Bisher war es Asbjörn Krag gelungen, die dunklen Angelegenheiten Nelsons ans Licht zu bringen, so daß er verhaftet werden konnte; nun hieß es noch das Verschwinden des ganzen Komplotts in Paris aufzudecken. Das sollte zwar noch etwas dauern.

Als Asbjörn Krag in Paris von einem Hotel zum andern wanderte, hatte er das beklemmende Gefühl, nicht recht zu wissen, wo er die Schuldigen suchen sollte; denn daß alle drei unter einer Decke spielten, davon war er überzeugt. Einige Zeit glaubte er, daß jeder nach einer anderen Richtung gereist sei, um später zusammenzutreffen; darum wußte er nicht recht, wem er folgen sollte. Mittlerweile wurde ihm aber die Gewißheit, daß Sir Cyrus derjenige war, für den er sich ausgab. Dann richtete er sein Augenmerk auf Nelson, um möglicherweise sein Versteck ausfindig zu machen; aber Nelson war und blieb verschwunden, wie eine Nadel in einem Fuder Heu. Vorläufig ließ sich in der Sache gar nichts unternehmen.
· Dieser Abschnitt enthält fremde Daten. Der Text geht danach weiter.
//! Graph construction, naming and execution tests
//!
//! Covers the partitioner, the deferred graph builder and the local
//! scheduler that resolves built graphs.

use blockwise::prelude::*;
use blockwise::{partition, wrap, Params, Task};
use ndarray::{arr0, ArrayD, Dimension, IxDyn};
use std::collections::BTreeSet;
use std::sync::atomic::{AtomicUsize, Ordering};

fn builder() -> GraphBuilder {
    GraphBuilder::new(SequentialTokens::shared())
}

fn scheduler() -> LocalScheduler {
    LocalScheduler::new(&ParallelConfig::with_threads(2)).unwrap()
}

#[test]
fn test_partition_scenario() -> Result<()> {
    assert_eq!(partition(30, 8)?, vec![8, 8, 8, 6]);
    match partition(30, 0) {
        Err(BlockwiseError::InvalidBlockSize { blocksize }) => assert_eq!(blocksize, 0),
        other => panic!("Expected InvalidBlockSize, got {other:?}"),
    }
    Ok(())
}

#[test]
fn test_ones_emits_one_entry_per_block() -> Result<()> {
    let x = builder().ones(&[30, 7], ChunkSpec::PerDim(vec![8, 3]), None)?;

    assert_eq!(x.name(), "ones-1");
    assert_eq!(x.dtype(), DType::Float64);
    assert_eq!(x.shape(), vec![30, 7]);
    assert_eq!(x.chunks().plans(), &[vec![8, 8, 8, 6], vec![3, 3, 1]]);
    assert_eq!(x.numblocks(), vec![4, 3]);
    assert_eq!(x.graph().len(), 12);

    let keys = x.keys();
    let unique: BTreeSet<&Key> = keys.iter().collect();
    assert_eq!(unique.len(), keys.len());
    assert_eq!(keys[0], Key::new("ones-1", vec![0, 0]));
    assert_eq!(keys[1], Key::new("ones-1", vec![0, 1]));

    for key in &keys {
        match x.graph().get(key) {
            Some(Task::Create { shape, dtype, .. }) => {
                assert_eq!(shape, &x.chunks().block_shape(&key.coord)?);
                assert_eq!(*dtype, DType::Float64);
            }
            other => panic!("Expected a create task, got {other:?}"),
        }
    }
    Ok(())
}

#[test]
fn test_block_shapes_match_offsets() -> Result<()> {
    let x = builder().zeros(&[11, 9, 4], ChunkSpec::PerDim(vec![4, 5, 4]), None)?;
    let chunks = x.chunks();
    for coord in chunks.block_coords() {
        let offsets = chunks.block_offset(&coord)?;
        let shape = chunks.block_shape(&coord)?;
        for (dim, plan) in chunks.plans().iter().enumerate() {
            assert_eq!(offsets[dim], plan[..coord[dim]].iter().sum::<usize>());
            assert_eq!(shape[dim], plan[coord[dim]]);
        }
    }
    Ok(())
}

#[test]
fn test_names_are_unique_per_source() -> Result<()> {
    let b = builder();
    let first = b.ones(&[4], ChunkSpec::Uniform(2), None)?;
    let second = b.ones(&[4], ChunkSpec::Uniform(2), None)?;
    assert_eq!(first.name(), "ones-1");
    assert_eq!(second.name(), "ones-2");

    let named = b.build(
        BuildRequest::new(wrap::ONES, ChunkSpec::Uniform(2))
            .shape(&[4])
            .dtype(DType::Int32)
            .name("my-ones"),
    )?;
    assert_eq!(named.name(), "my-ones");
    assert!(named.graph().contains(&Key::new("my-ones", vec![1])));
    Ok(())
}

#[test]
fn test_construction_is_deterministic() -> Result<()> {
    let build = || -> Result<ChunkedArray> {
        let x = builder().full(&[9, 5], Param::Float(2.5), ChunkSpec::Uniform(4), None)?;
        x.var(&ReduceOptions::new().axis(Axes::One(-1)).split_every(2))
    };
    let a = build()?;
    let b = build()?;
    assert_eq!(a.name(), b.name());
    assert_eq!(a.graph(), b.graph());
    assert_eq!(a.graph().to_json(), b.graph().to_json());
    assert!(a.graph().to_json().contains("('full-1', 0, 0)"));
    Ok(())
}

#[test]
fn test_missing_shape_argument() {
    let request = BuildRequest::new(wrap::ONES, ChunkSpec::Uniform(2));
    match builder().build(request) {
        Err(BlockwiseError::MissingShapeArgument { function }) => assert_eq!(function, "ones"),
        other => panic!("Expected MissingShapeArgument, got {other:?}"),
    }

    let not_a_shape = BuildRequest::new(wrap::ONES, ChunkSpec::Uniform(2)).arg(Param::Float(3.0));
    assert!(matches!(
        builder().build(not_a_shape),
        Err(BlockwiseError::MissingShapeArgument { .. })
    ));
}

#[test]
fn test_shape_from_keyword_and_positional() -> Result<()> {
    let b = builder();

    let from_kwarg = b.build(
        BuildRequest::new(wrap::FULL, ChunkSpec::Uniform(2))
            .kwarg("shape", Param::Shape(vec![5]))
            .arg(Param::Int(3)),
    )?;
    assert_eq!(from_kwarg.shape(), vec![5]);
    assert_eq!(from_kwarg.dtype(), DType::Int64);

    let from_arg = b.build(
        BuildRequest::new(wrap::FULL, ChunkSpec::Uniform(2))
            .arg(Param::Int(5))
            .kwarg("fill_value", Param::Float(2.5)),
    )?;
    assert_eq!(from_arg.shape(), vec![5]);
    assert_eq!(from_arg.dtype(), DType::Float64);

    let values = scheduler().compute(&from_arg)?.to_f64();
    assert!(values.iter().all(|&x| (x - 2.5).abs() < f64::EPSILON));
    Ok(())
}

#[test]
fn test_full_probes_dtype_from_fill_value() -> Result<()> {
    let flags = builder().full(&[3, 3], Param::Bool(true), ChunkSpec::Uniform(2), None)?;
    assert_eq!(flags.dtype(), DType::Bool);

    let forced = builder().full(&[3, 3], Param::Bool(true), ChunkSpec::Uniform(2), Some(DType::Float32))?;
    assert_eq!(forced.dtype(), DType::Float32);
    match scheduler().compute(&forced)? {
        Block::Float32(values) => assert!(values.iter().all(|&x| x == 1.0)),
        other => panic!("Expected a float32 block, got {other:?}"),
    }
    Ok(())
}

static ARANGE_CALLS: AtomicUsize = AtomicUsize::new(0);

#[allow(clippy::unnecessary_wraps)]
fn counting_arange(shape: &[usize], _args: &[Param], dtype: Option<DType>, _kwargs: &Params) -> Result<Block> {
    ARANGE_CALLS.fetch_add(1, Ordering::SeqCst);
    let data = ArrayD::from_shape_fn(IxDyn(shape), |idx| idx.slice().iter().sum::<usize>() as i64);
    Ok(Block::from_i64(data, dtype.unwrap_or(DType::Int64)))
}

#[test]
fn test_element_function_runs_once_for_probe_then_per_block() -> Result<()> {
    let function = ElementFunction::new("arange", counting_arange);
    let x = builder().build(BuildRequest::new(function, ChunkSpec::Uniform(2)).shape(&[5, 3]))?;

    assert_eq!(x.dtype(), DType::Int64);
    assert_eq!(ARANGE_CALLS.load(Ordering::SeqCst), 1);

    let blocks = scheduler().compute_blocks(&x)?;
    assert_eq!(blocks.len(), 6);
    assert_eq!(ARANGE_CALLS.load(Ordering::SeqCst), 7);

    let corner = &blocks[&Key::new(x.name(), vec![2, 1])];
    assert_eq!(corner.shape(), &[1, 1]);
    Ok(())
}

static SHARED_CALLS: AtomicUsize = AtomicUsize::new(0);

#[allow(clippy::unnecessary_wraps)]
fn counting_shared(shape: &[usize], _args: &[Param], dtype: Option<DType>, _kwargs: &Params) -> Result<Block> {
    SHARED_CALLS.fetch_add(1, Ordering::SeqCst);
    let data = ArrayD::from_shape_fn(IxDyn(shape), |idx| idx.slice().iter().sum::<usize>() as i64);
    Ok(Block::from_i64(data, dtype.unwrap_or(DType::Int64)))
}

#[test]
fn test_compute_many_runs_shared_tasks_once() -> Result<()> {
    let function = ElementFunction::new("shared", counting_shared);
    let x = builder().build(BuildRequest::new(function, ChunkSpec::Uniform(2)).shape(&[5, 3]))?;
    assert_eq!(SHARED_CALLS.load(Ordering::SeqCst), 1);

    let along_rows = ReduceOptions::new().axis(Axes::One(0));
    let total = x.sum(&along_rows)?;
    let average = x.mean(&along_rows)?;
    let results = scheduler().compute_many(&[&total, &average])?;
    // one dtype probe, then each of the 6 input blocks once
    assert_eq!(SHARED_CALLS.load(Ordering::SeqCst), 7);

    assert_eq!(results.len(), 2);
    assert_eq!(results[0], Block::Int64(ndarray::arr1(&[2, 7, 2]).into_dyn()));
    assert_eq!(results[1].dtype(), DType::Float64);
    assert_eq!(results[0], scheduler().compute(&total)?);
    assert_eq!(results[1], scheduler().compute(&average)?);

    assert!(scheduler().compute_many(&[])?.is_empty());
    Ok(())
}

#[test]
fn test_into_parts_exposes_construction_result() -> Result<()> {
    let x = builder().zeros(&[5, 4], ChunkSpec::PerDim(vec![2, 4]), Some(DType::Int32))?;
    let keys = x.keys();
    let (graph, name, chunks, dtype) = x.into_parts();

    assert_eq!(name, "zeros-1");
    assert_eq!(chunks.plans(), &[vec![2, 2, 1], vec![4]]);
    assert_eq!(dtype, DType::Int32);
    assert_eq!(graph.len(), 3);
    assert!(keys.iter().all(|key| graph.contains(key)));
    Ok(())
}

#[test]
fn test_from_array_round_trip() -> Result<()> {
    let data = ArrayD::from_shape_fn(IxDyn(&[7, 5]), |idx| (idx[0] * 10 + idx[1]) as i32);
    let x = builder().from_array(&data, ChunkSpec::PerDim(vec![3, 2]))?;
    assert_eq!(x.dtype(), DType::Int32);
    assert_eq!(x.graph().len(), 9);
    assert!(matches!(x.graph().get(&x.keys()[0]), Some(Task::Literal(_))));

    match scheduler().compute(&x)? {
        Block::Int32(values) => assert_eq!(values, data),
        other => panic!("Expected an int32 block, got {other:?}"),
    }
    Ok(())
}

#[test]
fn test_scalar_array_has_one_block() -> Result<()> {
    let x = builder().from_array(&arr0(5.0_f64).into_dyn(), ChunkSpec::PerDim(vec![]))?;
    assert_eq!(x.ndim(), 0);
    assert_eq!(x.keys(), vec![Key::new(x.name(), vec![])]);
    assert_eq!(scheduler().compute(&x)?, Block::Float64(arr0(5.0).into_dyn()));
    Ok(())
}

#[test]
fn test_invalid_explicit_chunks() {
    let result = builder().ones(&[5, 4], ChunkSpec::Explicit(vec![vec![2, 2], vec![4]]), None);
    match result {
        Err(BlockwiseError::InvalidChunks { shape, chunks, .. }) => {
            assert_eq!(shape, vec![5, 4]);
            assert_eq!(chunks, vec![vec![2, 2], vec![4]]);
        }
        other => panic!("Expected InvalidChunks, got {other:?}"),
    }
}

#[test]
fn test_cull_reports_missing_keys() -> Result<()> {
    let x = builder().ones(&[4], ChunkSpec::Uniform(2), None)?;
    let culled = x.graph().cull(&[Key::new(x.name(), vec![1])])?;
    assert_eq!(culled.len(), 1);

    match x.graph().cull(&[Key::new("missing", vec![0])]) {
        Err(BlockwiseError::MissingKey { key }) => assert_eq!(key, "('missing', 0)"),
        other => panic!("Expected MissingKey, got {other:?}"),
    }
    Ok(())
}

#[test]
fn test_reduction_shares_input_entries() -> Result<()> {
    let x = builder().ones(&[6, 6], ChunkSpec::Uniform(3), None)?;
    let total = x.sum(&ReduceOptions::new())?;
    for key in x.keys() {
        assert_eq!(total.graph().get(&key), x.graph().get(&key));
    }
    // 4 inputs, 4 partials, 1 aggregate
    assert_eq!(total.graph().len(), 9);
    Ok(())
}

#[test]
fn test_parallel_config() -> Result<()> {
    assert!(ParallelConfig::default().num_threads.is_none());
    assert_eq!(ParallelConfig::with_threads(3).num_threads, Some(3));
    assert!(ParallelConfig::all_cores().num_threads.is_some_and(|n| n > 0));

    let scheduler = LocalScheduler::new(&ParallelConfig::with_threads(3))?;
    assert_eq!(scheduler.num_threads(), 3);
    Ok(())
}
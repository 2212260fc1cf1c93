//! Cross-block reductions
//!
//! This module turns a chunked array into the plan of a reduction over some
//! of its axes: per-block partial results, combined across blocks that share
//! their kept coordinates.
//!
//! # Organization
//!
//! - [`operations`]: reduction variants, options and axis normalization
//! - [`kernels`]: partial-reduce, combine and finalize kernels
//! - [`aggregate`]: plan construction for value reductions
//! - [`arg`]: plan construction for index-returning reductions

pub mod aggregate;
pub mod arg;
pub mod kernels;
pub mod operations;

pub use aggregate::reduce;
pub use arg::{arg_aggregate, arg_reduce};
pub use kernels::{ArgState, Kernel, KernelConfig, MomentState, Value};
pub use operations::{
    normalize_axes, ArgReduceOptions, ArgReduction, Axes, IndexOrder, ReduceOptions, Reduction,
};

use crate::array::ChunkedArray;
use crate::errors::Result;

macro_rules! reduction_methods {
    ($($method:ident => $variant:ident),* $(,)?) => {
        $(
            #[doc = concat!("Plan `", stringify!($method), "` over the axes in `options`")]
            ///
            /// # Errors
            ///
            /// See [`reduce`].
            pub fn $method(&self, options: &ReduceOptions) -> Result<ChunkedArray> {
                reduce(self, Reduction::$variant, options)
            }
        )*
    };
}

macro_rules! arg_methods {
    ($($method:ident => $variant:ident),* $(,)?) => {
        $(
            #[doc = concat!("Plan `", stringify!($method), "` over the axes in `options`")]
            ///
            /// # Errors
            ///
            /// See [`arg_reduce`].
            pub fn $method(&self, options: &ArgReduceOptions) -> Result<ChunkedArray> {
                arg_reduce(self, ArgReduction::$variant, options)
            }
        )*
    };
}

impl ChunkedArray {
    /// Plan any [`Reduction`] over this array
    ///
    /// # Errors
    ///
    /// See [`reduce`].
    pub fn reduce(&self, reduction: Reduction, options: &ReduceOptions) -> Result<ChunkedArray> {
        reduce(self, reduction, options)
    }

    reduction_methods! {
        sum => Sum,
        prod => Prod,
        mean => Mean,
        var => Var,
        std => Std,
        min => Min,
        max => Max,
        any => Any,
        all => All,
        nansum => NanSum,
        nanprod => NanProd,
        nanmean => NanMean,
        nanvar => NanVar,
        nanstd => NanStd,
        nanmin => NanMin,
        nanmax => NanMax,
    }

    /// Plan the central moment of `order`, divided by `n - ddof`
    ///
    /// # Errors
    ///
    /// See [`reduce`].
    pub fn moment(&self, order: u32, options: &ReduceOptions) -> Result<ChunkedArray> {
        reduce(self, Reduction::Moment { order }, options)
    }

    arg_methods! {
        argmin => ArgMin,
        argmax => ArgMax,
        nanargmin => NanArgMin,
        nanargmax => NanArgMax,
    }
}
Dann und wann beschäftigten sich seine Gedanken aber doch mit dieser Angelegenheit, ja, er hatte das bestimmte Gefühl, daß ihm die Lösung dieses Rätsels früher oder später doch gelingen würde.

Da kam der Zufall ihm zu Hilfe, und zwar so, daß auch er bei der Lösung eine Rolle zu spielen bekam.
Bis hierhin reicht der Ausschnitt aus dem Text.